En este asunto, martinsdelima actuó como perito económico independiente de una de las siete grandes tecnológicas para analizar el funcionamiento real del ecosistema publicitario en España y valorar críticamente una pericial de parte que sostenía una visión “cerrada” del mercado publicitario digital. El debate se centraba en cómo debe definirse el mercado relevante y qué implicaciones tiene esa definición para valorar poder de mercado y barreras de entrada en un entorno donde la inversión publicitaria se mueve entre múltiples canales.
El núcleo del caso era demostrar que la publicidad no opera como un compartimento estanco (por ejemplo, “display online” como unidad aislada), sino como un sistema competitivo donde los anunciantes combinan formatos y medios (online y offline) en campañas multicanal, ajustando su mix según objetivos, audiencias y rendimiento. Esta perspectiva es clave porque si el mercado se define de forma incompleta o sesgada, el análisis de competencia puede quedar distorsionado.
Nuestro análisis subrayó que, en la práctica, todos los canales compiten por la atención del usuario (engagement) y, por tanto, por el presupuesto publicitario: medios digitales, televisión, radio, exterior, prensa, plataformas y nuevos formatos. La elección de canal depende de los objetivos y necesidades del anunciante, y no de una supuesta pertenencia “natural” a un mercado único y rígido.
Además, el caso exigía aterrizar un punto especialmente sensible: el papel de los datos. Frente a planteamientos que equiparan “más datos” con una ventaja automática, acreditamos que lo determinante no es el volumen, sino la capacidad de convertirlos en información útil dentro de sistemas publicitarios completos, y, sobre todo, contar con una audiencia realmente comprometida. Desde la óptica del anunciante, lo que manda es el ROI (Retorno de la Inversión), la capacidad de llegar a la audiencia adecuada y la medición, no un dato que, además, normalmente ni conoce ni observa directamente.
También pusimos el foco en la realidad económica de cómo se decide el gasto publicitario: los presupuestos no son estáticos, se reasignan continuamente entre canales en función de resultados, nuevas herramientas y cambios tecnológicos. Esta dinámica se ve reforzada porque, típicamente, los anunciantes no están atados por exclusividades de largo plazo y pueden iniciar, pausar o detener campañas con flexibilidad, lo que incrementa la presión competitiva entre alternativas.

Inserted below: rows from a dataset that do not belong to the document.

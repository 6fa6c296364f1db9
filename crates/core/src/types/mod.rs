//! Core types for Order Desk.
//!
//! This module provides type-safe wrappers for the dashboard's domain concepts.

pub mod customer;
pub mod date_range;
pub mod id;
pub mod order;
pub mod price;
pub mod region;
pub mod status;

pub use customer::Customer;
pub use date_range::{DateRange, DateRangeError};
pub use id::*;
pub use order::Order;
pub use price::{Currency, Price};
pub use region::Region;
pub use status::OrderStatus;

/// Error returned when a string does not name a known enum variant.
#[derive(thiserror::Error, Debug, Clone, PartialEq, Eq)]
#[error("invalid {kind}: {value}")]
pub struct ParseEnumError {
    /// What was being parsed (e.g. "region").
    pub kind: &'static str,
    /// The rejected input.
    pub value: String,
}

impl ParseEnumError {
    pub(crate) fn new(kind: &'static str, value: &str) -> Self {
        Self {
            kind,
            value: value.to_owned(),
        }
    }
}
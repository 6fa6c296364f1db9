//! Inclusive calendar-date range used to filter orders.

use chrono::NaiveDate;
use serde::Serialize;

/// Errors that can occur when building a [`DateRange`].
#[derive(thiserror::Error, Debug, Clone, PartialEq, Eq)]
pub enum DateRangeError {
    /// Both bounds are set and the start is later than the end.
    #[error("Start date cannot be after end date")]
    StartAfterEnd {
        /// Requested first day.
        start: NaiveDate,
        /// Requested last day, earlier than `start`.
        end: NaiveDate,
    },
    /// A bound is not a valid `YYYY-MM-DD` date.
    #[error("invalid date {value:?}, expected YYYY-MM-DD")]
    InvalidDate {
        /// The rejected input, as given.
        value: String,
    },
}

/// An optional start and end date, both inclusive.
///
/// A range with neither bound set is inactive and matches every date.
///
/// ## Examples
///
/// ```
/// use orderdesk_core::DateRange;
///
/// let january = DateRange::parse(Some("2024-01-01"), Some("2024-01-31")).unwrap();
/// assert!(january.is_active());
///
/// // Start after end is rejected rather than swapped.
/// assert!(DateRange::parse(Some("2024-02-01"), Some("2024-01-01")).is_err());
///
/// // Empty strings mean "no bound".
/// assert!(!DateRange::parse(Some(""), None).unwrap().is_active());
/// ```
#[derive(Debug, Clone, Copy, PartialEq, Eq, Default, Serialize)]
#[serde(rename_all = "camelCase")]
pub struct DateRange {
    start_date: Option<NaiveDate>,
    end_date: Option<NaiveDate>,
}

impl DateRange {
    /// Date format accepted by [`DateRange::parse`].
    pub const FORMAT: &'static str = "%Y-%m-%d";

    /// Build a range from optional bounds.
    ///
    /// # Errors
    ///
    /// Returns [`DateRangeError::StartAfterEnd`] if both bounds are set and
    /// `start > end`.
    pub fn new(start: Option<NaiveDate>, end: Option<NaiveDate>) -> Result<Self, DateRangeError> {
        if let (Some(start), Some(end)) = (start, end)
            && start > end
        {
            return Err(DateRangeError::StartAfterEnd { start, end });
        }
        Ok(Self {
            start_date: start,
            end_date: end,
        })
    }

    /// Parse a range from ISO `YYYY-MM-DD` strings. Empty or whitespace-only
    /// strings are treated as unset.
    ///
    /// # Errors
    ///
    /// Returns [`DateRangeError::InvalidDate`] for malformed dates and
    /// [`DateRangeError::StartAfterEnd`] for inverted ranges.
    pub fn parse(start: Option<&str>, end: Option<&str>) -> Result<Self, DateRangeError> {
        Self::new(parse_bound(start)?, parse_bound(end)?)
    }

    /// A range with no bounds.
    #[must_use]
    pub const fn unbounded() -> Self {
        Self {
            start_date: None,
            end_date: None,
        }
    }

    #[must_use]
    pub const fn start_date(&self) -> Option<NaiveDate> {
        self.start_date
    }

    #[must_use]
    pub const fn end_date(&self) -> Option<NaiveDate> {
        self.end_date
    }

    /// Whether either bound is set.
    #[must_use]
    pub const fn is_active(&self) -> bool {
        self.start_date.is_some() || self.end_date.is_some()
    }

    /// Whether `date` falls inside the range (bounds inclusive).
    #[must_use]
    pub fn contains(&self, date: NaiveDate) -> bool {
        self.start_date.is_none_or(|start| date >= start)
            && self.end_date.is_none_or(|end| date <= end)
    }
}

fn parse_bound(value: Option<&str>) -> Result<Option<NaiveDate>, DateRangeError> {
    match value.map(str::trim) {
        None | Some("") => Ok(None),
        Some(s) => NaiveDate::parse_from_str(s, DateRange::FORMAT)
            .map(Some)
            .map_err(|_| DateRangeError::InvalidDate {
                value: s.to_owned(),
            }),
    }
}
//! Customer record.

use serde::{Deserialize, Serialize};

use super::{CustomerId, Region};

/// A customer of the store.
///
/// Customers are immutable once generated and live for the session.
#[derive(Debug, Clone, PartialEq, Eq, Serialize, Deserialize)]
#[serde(rename_all = "camelCase")]
pub struct Customer {
    /// Short unique code; unique within a snapshot.
    pub customer_id: CustomerId,
    pub name: String,
    pub email: String,
    pub phone: String,
    pub region: Region,
}
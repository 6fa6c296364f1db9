//! Pure transforms over a [`Snapshot`](crate::data::Snapshot).
//!
//! The filter engine and the aggregator are independent; the customer index
//! feeds names into the filter engine and backs the customer detail view.

pub mod customer_index;
pub mod dashboard_stats;
pub mod order_filter;
pub mod session;

pub use customer_index::{CustomerIndex, CustomerSummary, UNKNOWN_CUSTOMER};
pub use dashboard_stats::{DashboardStats, RegionStats};
pub use order_filter::{FilterState, RegionFilter, StatusFilter, filter_orders};
pub use session::DashboardSession;
//! Per-user dashboard session: the active filters plus a debounced search box.
//!
//! Time is supplied by the caller. `queue_search` records what the user typed
//! and `poll` applies it once the input has been quiet for the configured
//! period, so the filter engine is not rerun on every keystroke.
//!
//! `queue_search`/`poll` are for interactive front ends that feed keystrokes
//! and poll on each tick of their event loop. One-shot callers such as
//! `od-cli orders` apply the term directly with `set_search`.

use std::time::{Duration, Instant};

use chrono::NaiveDate;

use orderdesk_core::{DateRange, Order};

use super::{CustomerIndex, DashboardStats, FilterState, RegionFilter, StatusFilter, filter_orders};
use crate::data::Snapshot;
use crate::error::AppError;

/// Default quiet period before a typed search is applied.
pub const DEFAULT_SEARCH_DEBOUNCE: Duration = Duration::from_millis(300);

#[derive(Debug, Clone, PartialEq, Eq)]
struct PendingSearch {
    term: String,
    deadline: Instant,
}

/// Filter selections for one dashboard view.
#[derive(Debug, Clone)]
pub struct DashboardSession {
    filters: FilterState,
    search_debounce: Duration,
    pending_search: Option<PendingSearch>,
}

impl Default for DashboardSession {
    fn default() -> Self {
        Self::new(DEFAULT_SEARCH_DEBOUNCE)
    }
}

impl DashboardSession {
    #[must_use]
    pub fn new(search_debounce: Duration) -> Self {
        Self {
            filters: FilterState::default(),
            search_debounce,
            pending_search: None,
        }
    }

    /// The filters currently applied.
    #[must_use]
    pub const fn filters(&self) -> &FilterState {
        &self.filters
    }

    #[must_use]
    pub const fn search_debounce(&self) -> Duration {
        self.search_debounce
    }

    pub fn set_region(&mut self, region: impl Into<RegionFilter>) {
        self.filters.region = region.into();
    }

    pub fn set_status(&mut self, status: impl Into<StatusFilter>) {
        self.filters.status = status.into();
    }

    /// Apply a search term immediately, dropping any queued term.
    pub fn set_search(&mut self, term: impl Into<String>) {
        self.pending_search = None;
        self.filters.search = term.into();
    }

    pub fn clear_search(&mut self) {
        self.set_search(String::new());
    }

    /// Validate and apply a date range.
    ///
    /// # Errors
    ///
    /// Returns [`AppError::InvalidDateRange`] when `start` is after `end`.
    /// The previously applied range is left in place.
    pub fn set_date_range(
        &mut self,
        start: Option<NaiveDate>,
        end: Option<NaiveDate>,
    ) -> Result<(), AppError> {
        match DateRange::new(start, end) {
            Ok(range) => {
                self.filters.date_range = range;
                Ok(())
            }
            Err(e) => {
                tracing::warn!(
                    start = ?start,
                    end = ?end,
                    error = %e,
                    "Rejected date range; keeping previous range"
                );
                Err(e.into())
            }
        }
    }

    pub fn clear_date_range(&mut self) {
        self.filters.date_range = DateRange::unbounded();
    }

    /// Drop every selection and any queued search.
    pub fn reset(&mut self) {
        self.filters = FilterState::default();
        self.pending_search = None;
    }

    /// Record a search term typed at `now`. Replaces any earlier queued term
    /// and restarts the quiet period.
    pub fn queue_search(&mut self, term: impl Into<String>, now: Instant) {
        let deadline = now.checked_add(self.search_debounce).unwrap_or(now);
        self.pending_search = Some(PendingSearch {
            term: term.into(),
            deadline,
        });
    }

    /// The queued, not yet applied search term.
    #[must_use]
    pub fn pending_search(&self) -> Option<&str> {
        self.pending_search.as_ref().map(|p| p.term.as_str())
    }

    /// Apply the queued search if its quiet period has elapsed by `now`.
    ///
    /// Returns `true` when the applied filters changed.
    pub fn poll(&mut self, now: Instant) -> bool {
        let due = self
            .pending_search
            .as_ref()
            .is_some_and(|pending| now >= pending.deadline);
        if !due {
            return false;
        }

        let Some(pending) = self.pending_search.take() else {
            return false;
        };
        if pending.term == self.filters.search {
            return false;
        }

        tracing::debug!(search = %pending.term, "Applying debounced search");
        self.filters.search = pending.term;
        true
    }

    /// Orders in `snapshot` matching the applied filters, names resolved via
    /// `index`.
    #[must_use]
    pub fn filtered<'a>(&self, snapshot: &'a Snapshot, index: &CustomerIndex<'_>) -> Vec<&'a Order> {
        filter_orders(&snapshot.orders, &self.filters, |id| index.customer_name(id))
    }

    /// Dashboard figures for an already filtered order list.
    #[must_use]
    pub fn stats(&self, orders: &[&Order]) -> DashboardStats {
        DashboardStats::aggregate(orders.iter().copied())
    }
}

La metodología de martinsdelima combinó
(i) análisis estructural del panorama publicitario y de los factores que guían la decisión del anunciante (ROI, audiencia, medición, costes y flexibilidad),
(ii) contraste técnico y crítico de las hipótesis de la pericial contraria (mercado “online display”, datos, presupuestos), y
(iii) apoyo en evidencias de mercado y materiales reales utilizados por actores del sector (por ejemplo, propuestas comerciales y herramientas de medición/gestión publicitaria) para demostrar qué compite con qué en la práctica.

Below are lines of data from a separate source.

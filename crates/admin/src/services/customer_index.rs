//! Customer lookups built from a snapshot.

use std::collections::HashMap;

use rust_decimal::Decimal;
use serde::Serialize;

use orderdesk_core::{Customer, CustomerId, Order};

/// Display name for orders whose customer is not in the snapshot.
pub const UNKNOWN_CUSTOMER: &str = "Unknown";

/// Number of orders shown in a customer's recent-orders list.
pub const RECENT_ORDER_LIMIT: usize = 5;

/// Hash-map index over a customers/orders snapshot.
///
/// Borrowed from the snapshot it was built from; rebuild it whenever the
/// snapshot changes.
#[derive(Debug, Clone, Default)]
pub struct CustomerIndex<'a> {
    customers: HashMap<&'a str, &'a Customer>,
    orders_by_customer: HashMap<&'a str, Vec<&'a Order>>,
}

impl<'a> CustomerIndex<'a> {
    #[must_use]
    pub fn build(customers: &'a [Customer], orders: &'a [Order]) -> Self {
        let customers_by_id: HashMap<&str, &Customer> = customers
            .iter()
            .map(|c| (c.customer_id.as_str(), c))
            .collect();

        let mut orders_by_customer: HashMap<&str, Vec<&Order>> = HashMap::new();
        for order in orders {
            orders_by_customer
                .entry(order.customer_id.as_str())
                .or_default()
                .push(order);
        }

        tracing::debug!(
            customers = customers_by_id.len(),
            customers_with_orders = orders_by_customer.len(),
            "Built customer index"
        );

        Self {
            customers: customers_by_id,
            orders_by_customer,
        }
    }

    /// Look up a customer by ID.
    #[must_use]
    pub fn customer(&self, id: &CustomerId) -> Option<&'a Customer> {
        self.customers.get(id.as_str()).copied()
    }

    /// Orders placed by a customer, in snapshot order. Empty when none.
    #[must_use]
    pub fn orders_for(&self, id: &CustomerId) -> &[&'a Order] {
        self.orders_by_customer
            .get(id.as_str())
            .map(Vec::as_slice)
            .unwrap_or_default()
    }

    /// Customer name, if the customer exists.
    #[must_use]
    pub fn customer_name(&self, id: &CustomerId) -> Option<&'a str> {
        self.customer(id).map(|c| c.name.as_str())
    }

    /// Customer name, or [`UNKNOWN_CUSTOMER`] for dangling references.
    #[must_use]
    pub fn display_name(&self, id: &CustomerId) -> &'a str {
        self.customer_name(id).unwrap_or(UNKNOWN_CUSTOMER)
    }

    /// Number of indexed customers.
    #[must_use]
    pub fn len(&self) -> usize {
        self.customers.len()
    }

    #[must_use]
    pub fn is_empty(&self) -> bool {
        self.customers.is_empty()
    }

    /// Detail view for one customer: totals and most recent orders.
    #[must_use]
    pub fn summary(&self, id: &CustomerId) -> Option<CustomerSummary<'a>> {
        let customer = self.customer(id)?;
        let orders = self.orders_for(id);

        let total_spent_usd: Decimal = orders.iter().map(|o| o.price().to_usd()).sum();

        let mut recent_orders = orders.to_vec();
        recent_orders.sort_by(|a, b| b.created_at.cmp(&a.created_at));
        recent_orders.truncate(RECENT_ORDER_LIMIT);

        Some(CustomerSummary {
            customer,
            total_orders: orders.len(),
            total_spent_usd,
            recent_orders,
        })
    }
}

/// Aggregated view of a single customer.
#[derive(Debug, Clone, PartialEq, Eq, Serialize)]
#[serde(rename_all = "camelCase")]
pub struct CustomerSummary<'a> {
    pub customer: &'a Customer,
    pub total_orders: usize,
    /// Sum of all order totals converted to USD.
    pub total_spent_usd: Decimal,
    /// Newest first, at most [`RECENT_ORDER_LIMIT`].
    pub recent_orders: Vec<&'a Order>,
}
//! Synthetic data for the dashboard.
//!
//! The generator stands in for a real backend: it produces a [`Snapshot`] of
//! customers and orders that the rest of the crate treats as immutable.
//! Nothing downstream depends on how the data was produced, only on its shape.

mod customers;
mod orders;

pub use customers::generate_customers;
pub use orders::{PRODUCT_CATALOGUE, generate_orders};

use chrono::{DateTime, Utc};
use rand::{Rng, SeedableRng, rngs::StdRng};
use serde::Serialize;
use tracing::instrument;

use orderdesk_core::{Customer, Order};

use crate::config::GeneratorConfig;

/// Immutable customers and orders for one session.
#[derive(Debug, Clone, Default, PartialEq, Eq, Serialize)]
pub struct Snapshot {
    pub customers: Vec<Customer>,
    pub orders: Vec<Order>,
}

impl Snapshot {
    /// Wrap existing collections.
    #[must_use]
    pub const fn new(customers: Vec<Customer>, orders: Vec<Order>) -> Self {
        Self { customers, orders }
    }

    /// Generate a snapshot using the configured seed, or OS entropy when no
    /// seed is set.
    #[must_use]
    pub fn from_config(config: &GeneratorConfig, now: DateTime<Utc>) -> Self {
        let mut rng = config
            .seed
            .map_or_else(StdRng::from_os_rng, StdRng::seed_from_u64);
        Self::generate(config, &mut rng, now)
    }

    /// Generate a snapshot from the given RNG.
    #[instrument(skip_all, fields(
        customers_per_region = config.customers_per_region,
        orders_per_region = config.orders_per_region,
    ))]
    pub fn generate<R: Rng + ?Sized>(
        config: &GeneratorConfig,
        rng: &mut R,
        now: DateTime<Utc>,
    ) -> Self {
        let customers = generate_customers(rng, config.customers_per_region);
        let orders = generate_orders(
            rng,
            &customers,
            config.orders_per_region,
            now,
            config.history_days,
        );

        tracing::info!(
            customers = customers.len(),
            orders = orders.len(),
            "Generated snapshot"
        );

        Self { customers, orders }
    }
}
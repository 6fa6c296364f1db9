//! Customer generation.

use std::collections::HashSet;

use rand::{Rng, seq::IndexedRandom};

use orderdesk_core::{Customer, CustomerId, Region};

use crate::config::MAX_PER_REGION;

const CUSTOMER_ID_ALPHABET: &[u8] = b"ABCDEFGHIJKLMNOPQRSTUVWXYZ0123456789";
const CUSTOMER_ID_LEN: usize = 6;

const FIRST_NAMES: &[&str] = &[
    "Olivia", "Jack", "Charlotte", "Noah", "Amelia", "William", "Isla", "Oliver", "Mia", "Henry",
    "Grace", "Lucas", "Chloe", "James", "Ava", "Thomas", "Ruby", "Samuel", "Zoe", "Leo",
    "Harper", "Ethan", "Matilda", "Daniel",
];

const LAST_NAMES: &[&str] = &[
    "Smith", "Jones", "Williams", "Brown", "Wilson", "Taylor", "Nguyen", "Johnson", "Martin",
    "White", "Anderson", "Walker", "Thompson", "Harris", "Lee", "Ryan", "Robinson", "Kelly",
    "King", "Davies", "Evans", "Clarke", "Patel", "Garcia",
];

const EMAIL_DOMAINS: &[&str] = &["example.com", "example.net", "mail.test", "inbox.test"];

/// Generate `per_region` customers for each region.
///
/// Customer IDs are unique within the returned batch. The result is sorted
/// by region code, then by name.
pub fn generate_customers<R: Rng + ?Sized>(rng: &mut R, per_region: usize) -> Vec<Customer> {
    let capacity = per_region
        .saturating_mul(Region::ALL.len())
        .min(MAX_PER_REGION * Region::ALL.len());
    let mut seen_ids = HashSet::with_capacity(capacity);
    let mut customers = Vec::with_capacity(capacity);

    for region in Region::ALL {
        for _ in 0..per_region {
            let customer_id = unique_customer_id(rng, &mut seen_ids);
            let first = pick(rng, FIRST_NAMES);
            let last = pick(rng, LAST_NAMES);
            let email = format!(
                "{}.{}{}@{}",
                first.to_lowercase(),
                last.to_lowercase(),
                rng.random_range(1..100),
                pick(rng, EMAIL_DOMAINS),
            );

            customers.push(Customer {
                customer_id,
                name: format!("{first} {last}"),
                email,
                phone: phone_number(rng, region),
                region,
            });
        }
    }

    customers.sort_by(|a, b| a.region.cmp(&b.region).then_with(|| a.name.cmp(&b.name)));
    customers
}

fn unique_customer_id<R: Rng + ?Sized>(rng: &mut R, seen: &mut HashSet<String>) -> CustomerId {
    loop {
        let id: String = (0..CUSTOMER_ID_LEN)
            .filter_map(|_| CUSTOMER_ID_ALPHABET.choose(rng).map(|&b| char::from(b)))
            .collect();
        if seen.insert(id.clone()) {
            return CustomerId::new(id);
        }
    }
}

fn phone_number<R: Rng + ?Sized>(rng: &mut R, region: Region) -> String {
    match region {
        Region::Apac => format!(
            "+61 4{:02} {:03} {:03}",
            rng.random_range(0..100),
            rng.random_range(0..1000),
            rng.random_range(0..1000)
        ),
        Region::Uk => format!(
            "+44 7{:03} {:06}",
            rng.random_range(0..1000),
            rng.random_range(0..1_000_000)
        ),
        Region::Us => format!(
            "+1 ({:03}) {:03}-{:04}",
            rng.random_range(200..1000),
            rng.random_range(200..1000),
            rng.random_range(0..10_000)
        ),
    }
}

fn pick<R: Rng + ?Sized>(rng: &mut R, pool: &[&'static str]) -> &'static str {
    pool.choose(rng).copied().unwrap_or_default()
}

Como resultado, el trabajo permitió presentar una narrativa técnica sólida: un mercado publicitario dinámico y multicanal, donde la competencia se articula alrededor de eficacia, alcance, fidelización («engagement»), medición y optimización continua del ROI (Retorno de la Inversión), y donde las supuestas barreras basadas únicamente en “cantidad de datos” o en mercados artificialmente estrechos no reflejan la realidad económica. El enfoque de martinsdelima fue decisivo para reforzar la coherencia económica del caso y sostener una posición especialmente robusta en el proceso, maximizando la credibilidad del análisis y la claridad de las conclusiones ante terceros.